__WHAT TO DO__
Write out exactly the lines from the start of the entries through the one that contains "much was dropped", including both.

....

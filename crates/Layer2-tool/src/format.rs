//! Result formatting for display
//!
//! Presentation only: the registry stores raw output in `ToolResult`, and
//! these helpers shape it for a terminal. All cuts are by `char`.

use toolgate_foundation::{OutputFilterConfig, ToolResult};

/// Inline preview length
pub const INLINE_PREVIEW_CHARS: usize = 200;

/// Filters from the `[output]` config section
#[derive(Debug, Clone)]
pub struct OutputFilter {
    max_chars: usize,
    strip_ansi: bool,
    strip_control: bool,
}

impl From<&OutputFilterConfig> for OutputFilter {
    fn from(config: &OutputFilterConfig) -> Self {
        Self {
            max_chars: config.max_chars,
            strip_ansi: config.strip_ansi,
            strip_control: config.strip_control,
        }
    }
}

impl Default for OutputFilter {
    fn default() -> Self {
        Self::from(&OutputFilterConfig::default())
    }
}

impl OutputFilter {
    pub fn apply(&self, output: &str) -> String {
        let mut text = if self.strip_ansi {
            let stripped = strip_ansi_escapes::strip(output.as_bytes());
            String::from_utf8_lossy(&stripped).into_owned()
        } else {
            output.to_string()
        };

        if self.strip_control {
            text.retain(|c| !c.is_control() || c == '\n' || c == '\t');
        }

        truncate_with_note(&text, self.max_chars)
    }
}

/// Cut to `max_chars`, noting how much was dropped
pub fn truncate_with_note(s: &str, max_chars: usize) -> String {
    let total = s.chars().count();
    if total <= max_chars {
        return s.to_string();
    }

    let kept: String = s.chars().take(max_chars).collect();
    format!("{}\n... [truncated {} chars]", kept, total - max_chars)
}

/// Flatten to one line and cut with a trailing `...`
pub fn truncate_inline(s: &str, max_chars: usize) -> String {
    let flat: String = s
        .trim()
        .chars()
        .map(|c| if c == '\n' || c == '\r' { ' ' } else { c })
        .collect();

    if flat.chars().count() <= max_chars {
        flat
    } else {
        let kept: String = flat.chars().take(max_chars).collect();
        format!("{}...", kept)
    }
}

/// One-line summary: `✓ name: output`, `✗ name: error`, `⚠ name: awaiting approval`
pub fn format_inline(result: &ToolResult) -> String {
    if let Some(request) = &result.approval {
        return format!(
            "⚠ {}: awaiting approval ({})",
            result.function,
            request.reason.description()
        );
    }

    match &result.error {
        None => format!(
            "✓ {}: {}",
            result.function,
            truncate_inline(&result.result, INLINE_PREVIEW_CHARS)
        ),
        Some(error) => format!(
            "✗ {}: {}",
            result.function,
            truncate_inline(&error.to_string(), INLINE_PREVIEW_CHARS)
        ),
    }
}

/// Multi-line block for full display: status line, then filtered output
pub fn format_block(result: &ToolResult, filter: &OutputFilter) -> String {
    let mut out = format!("{} ({}ms)", format_status(result), result.duration_ms);
    if !result.result.is_empty() {
        out.push('\n');
        out.push_str(&filter.apply(&result.result));
    }
    out
}

fn format_status(result: &ToolResult) -> String {
    if let Some(request) = &result.approval {
        format!("⚠ {} [{}]", result.function, request.reason.description())
    } else if let Some(error) = &result.error {
        format!("✗ {} [{}] {}", result.function, error.kind(), error)
    } else {
        format!("✓ {}", result.function)
    }
}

....

__SOLUTION TO THE PROBLEM__
filename crates/Layer2-tool/src/format.rs
//! Result formatting for display
//!
//! Presentation only: the registry stores raw output in `ToolResult`, and
//! these helpers shape it for a terminal. All cuts are by `char`.

use toolgate_foundation::{OutputFilterConfig, ToolResult};

/// Inline preview length
pub const INLINE_PREVIEW_CHARS: usize = 200;

/// Filters from the `[output]` config section
#[derive(Debug, Clone)]
pub struct OutputFilter {
    max_chars: usize,
    strip_ansi: bool,
    strip_control: bool,
}

impl From<&OutputFilterConfig> for OutputFilter {
    fn from(config: &OutputFilterConfig) -> Self {
        Self {
            max_chars: config.max_chars,
            strip_ansi: config.strip_ansi,
            strip_control: config.strip_control,
        }
    }
}

impl Default for OutputFilter {
    fn default() -> Self {
        Self::from(&OutputFilterConfig::default())
    }
}

impl OutputFilter {
    pub fn apply(&self, output: &str) -> String {
        let mut text = if self.strip_ansi {
            let stripped = strip_ansi_escapes::strip(output.as_bytes());
            String::from_utf8_lossy(&stripped).into_owned()
        } else {
            output.to_string()
        };

        if self.strip_control {
            text.retain(|c| !c.is_control() || c == '\n' || c == '\t');
        }

        truncate_with_note(&text, self.max_chars)
    }
}

/// Cut to `max_chars`, noting how much was dropped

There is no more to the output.